Prince v. Ocean Insurance

Shepley, C. J.

The plaintiff claims to recover for a total loss of five-sixteenth parts of the bark St. Lawrence. That vessel, being on a voyage from Now York to Aspinwall, on May 19, 1853, appears to have struck a coral reef, in Navy Bay, by which a small piece of the rock penetrated in one place entirely through her bottom, and in two other places nearly through. She appears to have proceeded to her port of destination, where her cargo was discharged.

On the thirtieth day of the same month, a survey upon her, called through the agency of the American consul, reported, that her keelson was broken and settled some three inches, that her port bilge was raised some four inches, that her keel, so far as it could be seen, was much broomed, and *488the copper torn off. The persons called to make the survey appear to have been competent and impartial. One was an, officer in the United States Navy, having been employed in the merchant service and then having the command of a steamer. One of the others, to have been a present, and the other a past ship master. They agreed upon a result, stating that it would cost much beyond the value of the bark to heave her out and make the requisite repairs in that bay. There is a difference in the testimony, whether it would have been safe or prudent to have proceeded with her to a place where her bottom could have been examined and repairs made. The master caused her to be sold at auction. The purchaser appears to have sent her with a cargo to Baltimore, without making any, or any important, repairs.
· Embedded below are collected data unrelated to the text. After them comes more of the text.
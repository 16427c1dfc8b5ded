pub mod auth;
pub mod messages;
pub mod presence;
use std::collections::HashMap;

use parley_db::conversations::ConversationRow;
use parley_db::users::UserRow;
use parley_db::DbPool;
use parley_models::conversation::{Conversation, ParticipantPair};
use parley_models::message::Message;
use parley_models::user::UserSummary;

use crate::error::CoreError;

/// Get or create the conversation between `user_id` and `other_id`.
pub async fn open_conversation(
    pool: &DbPool,
    user_id: i64,
    other_id: i64,
) -> Result<Conversation, CoreError> {
    let pair = ParticipantPair::new(user_id, other_id)
        .ok_or_else(|| CoreError::BadRequest("Cannot open a conversation with yourself".into()))?;
    parley_db::users::get_user_by_id(pool, other_id)
        .await?
        .ok_or(CoreError::NotFound)?;

    let row = parley_db::conversations::get_or_create_conversation(
        pool,
        parley_util::snowflake::generate(1),
        pair,
    )
    .await?;
    let mut users = HashMap::new();
    populate(pool, row, &mut users).await
}

/// Conversations `user_id` takes part in, most recently active first.
pub async fn list_conversations(
    pool: &DbPool,
    user_id: i64,
) -> Result<Vec<Conversation>, CoreError> {
    let rows = parley_db::conversations::list_user_conversations(pool, user_id).await?;
    let mut users = HashMap::new();
    let mut conversations = Vec::with_capacity(rows.len());
    for row in rows {
        conversations.push(populate(pool, row, &mut users).await?);
    }
    Ok(conversations)
}

/// Full history of a conversation. Non-participants get `NotFound` so the
/// existence of other people's conversations is not revealed.
pub async fn conversation_history(
    pool: &DbPool,
    user_id: i64,
    conversation_id: i64,
) -> Result<Vec<Message>, CoreError> {
    let conversation = parley_db::conversations::get_conversation(pool, conversation_id)
        .await?
        .ok_or(CoreError::NotFound)?;
    if !conversation.participants.contains(user_id) {
        return Err(CoreError::NotFound);
    }
    let rows = parley_db::messages::list_conversation_messages(pool, conversation_id).await?;
    Ok(rows.into_iter().map(|r| r.into_model()).collect())
}

async fn populate(
    pool: &DbPool,
    row: ConversationRow,
    users: &mut HashMap<i64, Option<UserRow>>,
) -> Result<Conversation, CoreError> {
    let mut participants = Vec::with_capacity(2);
    for id in [row.participants.low(), row.participants.high()] {
        if !users.contains_key(&id) {
            let user = parley_db::users::get_user_by_id(pool, id).await?;
            users.insert(id, user);
        }
        let summary = match users.get(&id) {
            Some(Some(user)) => user.summary(),
            _ => UserSummary::bare(id),
        };
        participants.push(summary);
    }

    let last_message = match row.last_message_id {
        Some(message_id) => parley_db::messages::get_populated_message(pool, message_id)
            .await?
            .map(|m| m.into_model()),
        None => None,
    };

    Ok(Conversation {
        id: row.id,
        participants,
        last_message,
        last_message_at: row.last_message_at,
        created_at: row.created_at,
    })
}
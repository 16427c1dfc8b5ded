mod handler;
mod session;

use axum::{
    extract::{
        ws::{rejection::WebSocketUpgradeRejection, WebSocketUpgrade},
        Query, State,
    },
    http::{HeaderMap, StatusCode},
    response::{IntoResponse, Response},
    routing::get,
    Json, Router,
};
use axum_extra::headers::{authorization::Bearer, Authorization, HeaderMapExt};
use parley_core::auth::AuthError;
use parley_core::AppState;
use serde::Deserialize;
use serde_json::json;

pub fn gateway_router() -> Router<AppState> {
    Router::new().route("/gateway", get(ws_upgrade))
}

#[derive(Debug, Default, Deserialize)]
struct HandshakeQuery {
    token: Option<String>,
}

/// The credential is checked before the upgrade so a refused client gets a
/// plain 401 and never touches the registry.
async fn ws_upgrade(
    ws: Result<WebSocketUpgrade, WebSocketUpgradeRejection>,
    State(state): State<AppState>,
    headers: HeaderMap,
    Query(query): Query<HandshakeQuery>,
) -> Response {
    let Some(credential) = handshake_credential(&headers, query.token) else {
        return unauthorized("Authentication token required");
    };

    let user_id = match state.verifier.verify(&credential) {
        Ok(user_id) => user_id,
        Err(AuthError::MissingToken) => return unauthorized("Authentication token required"),
        Err(err) => {
            tracing::debug!(error = %err, "gateway: handshake rejected");
            return unauthorized("Invalid token");
        }
    };

    match ws {
        Ok(ws) => ws
            .on_upgrade(move |socket| handler::handle_connection(socket, state, user_id))
            .into_response(),
        Err(rejection) => rejection.into_response(),
    }
}

/// Bearer header first, then the `token` query parameter.
fn handshake_credential(headers: &HeaderMap, query_token: Option<String>) -> Option<String> {
    headers
        .typed_get::<Authorization<Bearer>>()
        .map(|Authorization(bearer)| bearer.token().to_string())
        .or(query_token)
        .filter(|token| !token.trim().is_empty())
}

fn unauthorized(message: &str) -> Response {
    (StatusCode::UNAUTHORIZED, Json(json!({ "error": message }))).into_response()
}
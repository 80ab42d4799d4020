// Pane navigation controls.
//
// Indicators only translate raw user input into navigation requests and
// mirror the layout's state. They never move the active pane themselves:
// - Bullets: one control per pane, the active one highlighted
// - Arrows: previous/next buttons, optional play/pause button

use crate::config::GalleryConfig;
use crate::layout::NavigationFootprint;
use crate::models::{Direction, NavigationState, NavigationType};

/// Bullet diameter in pixels.
const BULLET_SIZE: f32 = 15.0;

/// Arrow and play button size in pixels.
const ARROW_BUTTON_SIZE: f32 = 30.0;

/// Raw user gesture on a navigation control.
#[derive(Debug, Clone, Copy, PartialEq, Eq)]
pub enum NavigationInput {
    Bullet(usize),
    Arrow(Direction),
    PlayPause,
}

/// What the user asked the layout to do.
#[derive(Debug, Clone, Copy, PartialEq, Eq)]
pub enum NavigationRequest {
    Pane(usize),
    Step(Direction),
    ToggleAutoplay,
}

/// Shared capability set of the bullets and arrows controls.
pub trait NavigationIndicator: std::fmt::Debug {
    fn kind(&self) -> NavigationType;

    /// Rebuilds the controls for the layout's current pane state.
    fn sync(&mut self, total_panes: usize, active_pane: usize);

    /// Shows or hides the controls; they stay hidden with a single pane.
    fn set_visible(&mut self, visible: bool);

    fn state(&self) -> NavigationState;

    /// Maps a gesture to a request, or `None` if this control ignores it.
    fn interpret(&self, input: NavigationInput) -> Option<NavigationRequest>;

    fn footprint(&self) -> NavigationFootprint;

    /// Mirrors the autoplay state on controls that show it.
    fn set_playing(&mut self, _playing: bool) {}
}

/// Builds the indicator selected by `navigation_type`, if any.
pub fn indicator_for(config: &GalleryConfig) -> Option<Box<dyn NavigationIndicator>> {
    match config.navigation_type {
        NavigationType::Bullets => Some(Box::new(BulletsIndicator::new(
            config.bullets_space_between,
            config.bullets_margin_top,
        ))),
        NavigationType::Arrows => Some(Box::new(ArrowsIndicator::new(
            config.space_between_arrows,
            config.arrows_margin_top,
            config.navigation_enable_play,
        ))),
        NavigationType::None => None,
    }
}

#[derive(Debug, Clone)]
pub struct BulletsIndicator {
    count: usize,
    active: usize,
    shown: bool,
    space_between: f32,
    margin: f32,
}

impl BulletsIndicator {
    pub fn new(space_between: f32, margin: f32) -> Self {
        Self {
            count: 0,
            active: 0,
            shown: true,
            space_between,
            margin,
        }
    }

    pub fn is_highlighted(&self, bullet: usize) -> bool {
        self.count > 0 && bullet == self.active
    }
}

impl NavigationIndicator for BulletsIndicator {
    fn kind(&self) -> NavigationType {
        NavigationType::Bullets
    }

    fn sync(&mut self, total_panes: usize, active_pane: usize) {
        self.count = total_panes;
        self.active = if total_panes == 0 {
            0
        } else {
            active_pane.min(total_panes - 1)
        };
    }

    fn set_visible(&mut self, visible: bool) {
        self.shown = visible;
    }

    fn state(&self) -> NavigationState {
        NavigationState {
            control_count: self.count,
            highlighted: (self.count > 0).then_some(self.active),
            visible: self.shown && self.count > 1,
        }
    }

    fn interpret(&self, input: NavigationInput) -> Option<NavigationRequest> {
        match input {
            NavigationInput::Bullet(index) if index < self.count => {
                Some(NavigationRequest::Pane(index))
            }
            _ => None,
        }
    }

    fn footprint(&self) -> NavigationFootprint {
        let count = self.count as f32;
        let gaps = self.count.saturating_sub(1) as f32;
        NavigationFootprint {
            width: count * BULLET_SIZE + gaps * self.space_between,
            height: BULLET_SIZE,
            margin: self.margin,
        }
    }
}

#[derive(Debug, Clone)]
pub struct ArrowsIndicator {
    count: usize,
    shown: bool,
    play_button: bool,
    playing: bool,
    space_between: f32,
    margin: f32,
}

impl ArrowsIndicator {
    pub fn new(space_between: f32, margin: f32, play_button: bool) -> Self {
        Self {
            count: 0,
            shown: true,
            play_button,
            playing: false,
            space_between,
            margin,
        }
    }

    pub fn is_playing(&self) -> bool {
        self.playing
    }
}

impl NavigationIndicator for ArrowsIndicator {
    fn kind(&self) -> NavigationType {
        NavigationType::Arrows
    }

    fn sync(&mut self, total_panes: usize, _active_pane: usize) {
        self.count = total_panes;
    }

    fn set_visible(&mut self, visible: bool) {
        self.shown = visible;
    }

    fn state(&self) -> NavigationState {
        NavigationState {
            control_count: self.count,
            highlighted: None,
            visible: self.shown && self.count > 1,
        }
    }

    fn interpret(&self, input: NavigationInput) -> Option<NavigationRequest> {
        match input {
            NavigationInput::Arrow(direction) => Some(NavigationRequest::Step(direction)),
            NavigationInput::PlayPause if self.play_button => Some(NavigationRequest::ToggleAutoplay),
            _ => None,
        }
    }

    fn footprint(&self) -> NavigationFootprint {
        let buttons = if self.play_button { 3.0 } else { 2.0 };
        NavigationFootprint {
            width: buttons * ARROW_BUTTON_SIZE + (buttons - 1.0) * self.space_between,
            height: ARROW_BUTTON_SIZE,
            margin: self.margin,
        }
    }

    fn set_playing(&mut self, playing: bool) {
        self.playing = playing;
    }
}
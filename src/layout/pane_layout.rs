use std::ops::Range;

use tracing::debug;

use crate::error::{GalleryError, Result};
use crate::layout::SizeEstimator;
use crate::models::Direction;

/// What a width change did to the pane structure.
#[derive(Debug, Clone, Copy, PartialEq, Eq, Default)]
pub struct Relayout {
    /// Navigation controls must be rebuilt.
    pub pane_count_changed: bool,
    /// Visible tiles moved even if the pane count did not.
    pub tiles_per_pane_changed: bool,
    /// The active pane fell off the end and was pulled back.
    pub active_pane_clamped: bool,
}

impl Relayout {
    pub fn needs_render(&self) -> bool {
        self.pane_count_changed || self.tiles_per_pane_changed
    }
}

/// Read-only copy of the layout state handed to other components.
#[derive(Debug, Clone, Copy, PartialEq)]
pub struct PaneSnapshot {
    pub item_count: usize,
    pub container_width: f32,
    pub tiles_per_pane: usize,
    pub total_panes: usize,
    pub active_pane: Option<usize>,
}

/// Maps item indices onto fixed-size panes and owns the active pane index.
///
/// Slot `k` of pane `p` holds item `p * tiles_per_pane + k`. The active pane
/// is always a valid index while any pane exists; with no items every
/// navigation call is a silent no-op.
#[derive(Debug, Clone)]
pub struct PaneLayout {
    estimator: SizeEstimator,
    item_count: usize,
    container_width: f32,
    tiles_per_pane: usize,
    total_panes: usize,
    active_pane: usize,
}

impl PaneLayout {
    /// Creates an empty layout; call [`PaneLayout::initialize`] once the item
    /// count and container width are known.
    pub fn new(estimator: SizeEstimator) -> Self {
        let tiles_per_pane = estimator.tiles_per_pane(0.0);
        Self {
            estimator,
            item_count: 0,
            container_width: 0.0,
            tiles_per_pane,
            total_panes: 0,
            active_pane: 0,
        }
    }

    /// Lays out `item_count` items for `container_width` and selects pane 0.
    pub fn initialize(&mut self, item_count: usize, container_width: f32) -> Result<()> {
        let width = sanitize_width(container_width)?;
        let tiles_per_pane = self.estimator.tiles_per_pane(width);

        self.item_count = item_count;
        self.container_width = width;
        self.tiles_per_pane = tiles_per_pane;
        self.total_panes = item_count.div_ceil(tiles_per_pane);
        self.active_pane = 0;

        debug!(
            item_count,
            width,
            tiles_per_pane,
            total_panes = self.total_panes,
            "Pane layout initialized"
        );
        Ok(())
    }

    /// Re-estimates pane size for a new width, clamping the active pane if the
    /// pane count shrank. On error the previous state is kept as-is.
    pub fn recompute_for_width(&mut self, new_width: f32) -> Result<Relayout> {
        let width = sanitize_width(new_width)?;
        let tiles_per_pane = self.estimator.tiles_per_pane(width);
        let total_panes = self.item_count.div_ceil(tiles_per_pane);
        let active_pane = clamp_index(self.active_pane, total_panes);

        let relayout = Relayout {
            pane_count_changed: total_panes != self.total_panes,
            tiles_per_pane_changed: tiles_per_pane != self.tiles_per_pane,
            active_pane_clamped: active_pane != self.active_pane,
        };

        // All fields are committed together after every value is known.
        self.container_width = width;
        self.tiles_per_pane = tiles_per_pane;
        self.total_panes = total_panes;
        self.active_pane = active_pane;

        if relayout.needs_render() {
            debug!(
                width,
                tiles_per_pane,
                total_panes,
                active_pane,
                "Pane layout recomputed"
            );
        }
        Ok(relayout)
    }

    /// Jumps to `index`. Returns whether the active pane changed.
    ///
    /// An empty layout accepts any index and does nothing.
    pub fn go_to_pane(&mut self, index: usize) -> Result<bool> {
        if self.total_panes == 0 {
            return Ok(false);
        }
        if index >= self.total_panes {
            return Err(GalleryError::OutOfRange {
                index: i64::try_from(index).unwrap_or(i64::MAX),
                total_panes: self.total_panes,
            });
        }
        Ok(self.set_active(index))
    }

    /// Steps to the adjacent pane, wrapping at both ends.
    pub fn advance(&mut self, direction: Direction) -> bool {
        if self.total_panes == 0 {
            return false;
        }
        let last = self.total_panes - 1;
        let target = match direction {
            Direction::Next if self.active_pane >= last => 0,
            Direction::Next => self.active_pane + 1,
            Direction::Previous if self.active_pane == 0 => last,
            Direction::Previous => self.active_pane - 1,
        };
        self.set_active(target)
    }

    /// Scrolls by `tiles` items, carousel style: the pane holding the new
    /// first visible item becomes active. Wraps around the item set.
    pub fn scroll_tiles(&mut self, direction: Direction, tiles: usize) -> bool {
        if self.total_panes == 0 {
            return false;
        }
        let first = self.active_pane * self.tiles_per_pane;
        let shift = tiles % self.item_count;
        let target = match direction {
            Direction::Next => (first + shift) % self.item_count,
            Direction::Previous => (first + self.item_count - shift) % self.item_count,
        };
        match self.locate_item(target) {
            Some((pane, _)) => self.set_active(pane),
            None => false,
        }
    }

    fn set_active(&mut self, index: usize) -> bool {
        let changed = self.active_pane != index;
        self.active_pane = index;
        changed
    }

    /// Item indices shown on pane `index`, in slot order. The last pane may
    /// be short; panes past the end are empty.
    pub fn items_in_pane(&self, index: usize) -> Range<usize> {
        if index >= self.total_panes {
            return 0..0;
        }
        let start = index * self.tiles_per_pane;
        let end = (start + self.tiles_per_pane).min(self.item_count);
        start..end
    }

    /// Item shown at `slot` of `pane`, if that slot is filled.
    pub fn item_at(&self, pane: usize, slot: usize) -> Option<usize> {
        if slot >= self.tiles_per_pane {
            return None;
        }
        let range = self.items_in_pane(pane);
        let item = range.start + slot;
        range.contains(&item).then_some(item)
    }

    /// The `(pane, slot)` holding `item`.
    pub fn locate_item(&self, item: usize) -> Option<(usize, usize)> {
        if item >= self.item_count {
            return None;
        }
        Some((item / self.tiles_per_pane, item % self.tiles_per_pane))
    }

    pub fn active_pane(&self) -> Option<usize> {
        (self.total_panes > 0).then_some(self.active_pane)
    }

    pub fn total_panes(&self) -> usize {
        self.total_panes
    }

    pub fn tiles_per_pane(&self) -> usize {
        self.tiles_per_pane
    }

    pub fn item_count(&self) -> usize {
        self.item_count
    }

    pub fn container_width(&self) -> f32 {
        self.container_width
    }

    pub fn estimator(&self) -> &SizeEstimator {
        &self.estimator
    }

    pub fn is_empty(&self) -> bool {
        self.total_panes == 0
    }

    pub fn snapshot(&self) -> PaneSnapshot {
        PaneSnapshot {
            item_count: self.item_count,
            container_width: self.container_width,
            tiles_per_pane: self.tiles_per_pane,
            total_panes: self.total_panes,
            active_pane: self.active_pane(),
        }
    }
}

fn sanitize_width(value: f32) -> Result<f32> {
    if value.is_finite() && value >= 0.0 {
        Ok(value)
    } else {
        Err(GalleryError::InvalidWidth(value))
    }
}

fn clamp_index(index: usize, count: usize) -> usize {
    if count == 0 {
        0
    } else {
        index.min(count - 1)
    }
}
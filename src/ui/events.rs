//! Typed publish/subscribe between the gallery surface and its controllers.
//!
//! - The surface (or embedding app) publishes container and pointer events
//! - Subscribers receive every event through their own flume inbox
//! - Subscribing returns an id that must be handed back to `unsubscribe`

use std::sync::atomic::{AtomicU64, Ordering};
use std::sync::Arc;

use flume::Sender;
use parking_lot::Mutex;
use tokio::time::Instant;
use tracing::trace;

use super::navigation::NavigationInput;

/// Events flowing into a theme controller.
#[derive(Debug, Clone, PartialEq)]
pub enum GalleryEvent {
    /// The container changed size; the payload is its new outer width.
    Resized { width: f32 },
    /// Items are about to be replaced.
    ReloadStarted,
    /// The new item set is available from the surface.
    ReloadCompleted,
    /// A tile of the visible pane was clicked.
    TileClicked { slot: usize },
    Navigation(NavigationInput),
    PointerEntered,
    PointerLeft,
    /// Emitted by the autoplay timer task.
    AutoplayTick { generation: u64, fired_at: Instant },
    /// Stop the controller's run loop.
    Shutdown,
}

#[derive(Debug, Clone, Copy, PartialEq, Eq, Hash)]
pub struct SubscriptionId(u64);

/// Cloneable fan-out bus; clones share the same subscriber list.
#[derive(Debug, Clone, Default)]
pub struct EventBus {
    subscribers: Arc<Mutex<Vec<(SubscriptionId, Sender<GalleryEvent>)>>>,
    next_id: Arc<AtomicU64>,
}

impl EventBus {
    pub fn new() -> Self {
        Self::default()
    }

    pub fn subscribe(&self, sender: Sender<GalleryEvent>) -> SubscriptionId {
        let id = SubscriptionId(self.next_id.fetch_add(1, Ordering::Relaxed));
        self.subscribers.lock().push((id, sender));
        trace!(?id, "Subscribed to gallery events");
        id
    }

    /// Returns false if `id` was not subscribed.
    pub fn unsubscribe(&self, id: SubscriptionId) -> bool {
        let mut subscribers = self.subscribers.lock();
        let before = subscribers.len();
        subscribers.retain(|(sub_id, _)| *sub_id != id);
        let removed = subscribers.len() != before;
        if removed {
            trace!(?id, "Unsubscribed from gallery events");
        }
        removed
    }

    /// Delivers `event` to every live subscriber and returns how many got it.
    /// Subscribers whose inbox has been dropped are removed.
    pub fn publish(&self, event: GalleryEvent) -> usize {
        let mut subscribers = self.subscribers.lock();
        subscribers.retain(|(_, sender)| sender.send(event.clone()).is_ok());
        subscribers.len()
    }

    pub fn subscriber_count(&self) -> usize {
        self.subscribers.lock().len()
    }
}
use crate::models::TileMetrics;

/// Row count used when a pane should hold as many rows as the content needs.
pub const UNBOUNDED_ROWS: usize = 9999;

/// Pure pane-size estimation for a fixed tile grid.
///
/// Tiles are laid out left-to-right with fixed size and spacing; a pane holds
/// `rows_per_pane` full rows. Every method is side-effect free and always
/// reports at least one tile per row so pane counts stay finite.
#[derive(Debug, Clone, PartialEq)]
pub struct SizeEstimator {
    pub metrics: TileMetrics,
    /// Fixed column count overriding the width-based estimate.
    pub tiles_per_row: Option<u32>,
    /// Rows in one pane; `None` or `Some(0)` fits as many as possible.
    pub rows_per_pane: Option<u32>,
}

impl Default for SizeEstimator {
    fn default() -> Self {
        Self {
            metrics: TileMetrics::default(),
            tiles_per_row: None,
            rows_per_pane: Some(3),
        }
    }
}

impl SizeEstimator {
    pub fn new(metrics: TileMetrics, tiles_per_row: Option<u32>, rows_per_pane: Option<u32>) -> Self {
        Self {
            metrics,
            tiles_per_row,
            rows_per_pane,
        }
    }

    /// Single strip of tiles, as used by the carousel theme.
    pub fn single_row(metrics: TileMetrics, tiles_per_row: Option<u32>) -> Self {
        Self::new(metrics, tiles_per_row, Some(1))
    }

    fn usable_width(&self, container_width: f32) -> f32 {
        let width = if container_width.is_finite() {
            container_width
        } else {
            0.0
        };
        (width - self.metrics.container_padding * 2.0).max(0.0)
    }

    /// Number of whole tiles that fit side by side in `container_width`.
    pub fn tiles_per_row(&self, container_width: f32) -> usize {
        if let Some(fixed) = self.tiles_per_row.filter(|n| *n > 0) {
            return fixed as usize;
        }

        let usable = self.usable_width(container_width);
        let stride = self.metrics.column_stride();
        if stride <= 0.0 {
            return 1;
        }

        // n tiles need n * tile_width + (n - 1) * gap
        let fitting = ((usable + self.metrics.space_between_cols) / stride).floor();
        if fitting.is_finite() && fitting >= 1.0 {
            fitting as usize
        } else {
            1
        }
    }

    pub fn rows_per_pane(&self) -> usize {
        match self.rows_per_pane {
            Some(rows) if rows > 0 => rows as usize,
            _ => UNBOUNDED_ROWS,
        }
    }

    /// Tiles shown together on one pane; never zero.
    pub fn tiles_per_pane(&self, container_width: f32) -> usize {
        self.tiles_per_row(container_width)
            .saturating_mul(self.rows_per_pane())
            .max(1)
    }

    /// `ceil(item_count / tiles_per_pane)`; zero for an empty item set.
    pub fn num_panes(&self, item_count: usize, container_width: f32) -> usize {
        item_count.div_ceil(self.tiles_per_pane(container_width))
    }

    /// Pixel width of the grid, sized for its widest row.
    pub fn grid_width(&self, item_count: usize, container_width: f32) -> f32 {
        let cols = self.tiles_per_row(container_width).min(item_count);
        self.span(cols, self.metrics.tile_width, self.metrics.space_between_cols)
    }

    /// Pixel height of the tallest pane.
    pub fn pane_height(&self, item_count: usize, container_width: f32) -> f32 {
        let per_pane = item_count.min(self.tiles_per_pane(container_width));
        let rows = per_pane.div_ceil(self.tiles_per_row(container_width));
        self.span(rows, self.metrics.tile_height, self.metrics.space_between_rows)
    }

    fn span(&self, count: usize, size: f32, gap: f32) -> f32 {
        if count == 0 {
            return 0.0;
        }
        let count = count as f32;
        count * size + (count - 1.0) * gap + self.metrics.container_padding * 2.0
    }
}

#[cfg(test)]
mod tests {
    use super::*;

    fn metrics(tile: f32, gap: f32, padding: f32) -> TileMetrics {
        TileMetrics {
            tile_width: tile,
            tile_height: tile,
            space_between_cols: gap,
            space_between_rows: gap,
            container_padding: padding,
        }
    }

    #[test]
    fn test_exact_fit_counts_every_tile() {
        // 4 * 100 + 3 * 10 + 2 * 5 = 440
        let estimator = SizeEstimator::new(metrics(100.0, 10.0, 5.0), None, Some(1));
        assert_eq!(estimator.tiles_per_row(440.0), 4);
        assert_eq!(estimator.tiles_per_row(439.0), 3);
    }

    #[test]
    fn test_oversized_tile_still_yields_one() {
        let estimator = SizeEstimator::new(metrics(500.0, 10.0, 5.0), None, Some(2));
        assert_eq!(estimator.tiles_per_row(120.0), 1);
        assert_eq!(estimator.tiles_per_pane(120.0), 2);
    }

    #[test]
    fn test_degenerate_widths_never_return_zero() {
        let estimator = SizeEstimator::default();
        for width in [0.0, -50.0, f32::NAN, f32::NEG_INFINITY] {
            assert_eq!(estimator.tiles_per_row(width), 1, "width {width}");
        }
    }

    #[test]
    fn test_override_wins_over_estimate() {
        let estimator = SizeEstimator::new(metrics(100.0, 0.0, 0.0), Some(7), Some(2));
        assert_eq!(estimator.tiles_per_row(150.0), 7);
        assert_eq!(estimator.tiles_per_pane(150.0), 14);
    }

    #[test]
    fn test_zero_override_falls_back_to_estimate() {
        let estimator = SizeEstimator::new(metrics(100.0, 0.0, 0.0), Some(0), Some(1));
        assert_eq!(estimator.tiles_per_row(300.0), 3);
    }

    #[test]
    fn test_unbounded_rows() {
        let estimator = SizeEstimator::new(metrics(100.0, 0.0, 0.0), None, None);
        assert_eq!(estimator.rows_per_pane(), UNBOUNDED_ROWS);
        assert_eq!(estimator.num_panes(5000, 300.0), 1);

        let zero_rows = SizeEstimator::new(metrics(100.0, 0.0, 0.0), None, Some(0));
        assert_eq!(zero_rows.rows_per_pane(), UNBOUNDED_ROWS);
    }

    #[test]
    fn test_num_panes_is_ceiling() {
        let estimator = SizeEstimator::new(metrics(100.0, 0.0, 0.0), Some(3), Some(2));
        for n in 0..50usize {
            let expected = if n == 0 { 0 } else { (n + 5) / 6 };
            assert_eq!(estimator.num_panes(n, 1000.0), expected, "items {n}");
        }
    }

    #[test]
    fn test_estimates_are_idempotent() {
        let estimator = SizeEstimator::default();
        let first = estimator.tiles_per_pane(1234.0);
        for _ in 0..10 {
            assert_eq!(estimator.tiles_per_pane(1234.0), first);
        }
    }

    #[test]
    fn test_grid_footprint() {
        let estimator = SizeEstimator::new(metrics(100.0, 10.0, 5.0), Some(3), Some(2));
        // 3 cols: 300 + 20 + 10
        assert_eq!(estimator.grid_width(20, 0.0), 330.0);
        // fewer items than columns shrink the grid
        assert_eq!(estimator.grid_width(2, 0.0), 220.0);
        // 2 rows: 200 + 10 + 10
        assert_eq!(estimator.pane_height(20, 0.0), 220.0);
        assert_eq!(estimator.pane_height(2, 0.0), 110.0);
        assert_eq!(estimator.pane_height(0, 0.0), 0.0);
    }
}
The authority of a master to sell his vessel or cargo, under any circumstances, was not admitted by the ancient maritime law.

As commerce and navigation increased and extended, it was perceived that masters, without fault, might be so situated, that they could not consult any person interested, and that they must abandon the property as wholly lost or sell what remained of it. The authority to sell was fully conceded by the mercantile law. The remaining difficulty was to so define and limit that authority, that its abuse might be prevented. For this purpose, different language appears to have been used in different judicial judgments.

It may be useful to notice that used in some of the leading cases in England and in this country, to ascertain whether any particular language is required to be used, and if so, what it is.

Lord Mansfield, in his opinion in the case of Miller v. Fletcher, Doug. 231, says, “I left it to the jury to determine whether what the captain had done, was for the benefit of the concerned.” The captain had sold part of the cargo, and had attempted to sell the vessel without success, and had left her to be sold.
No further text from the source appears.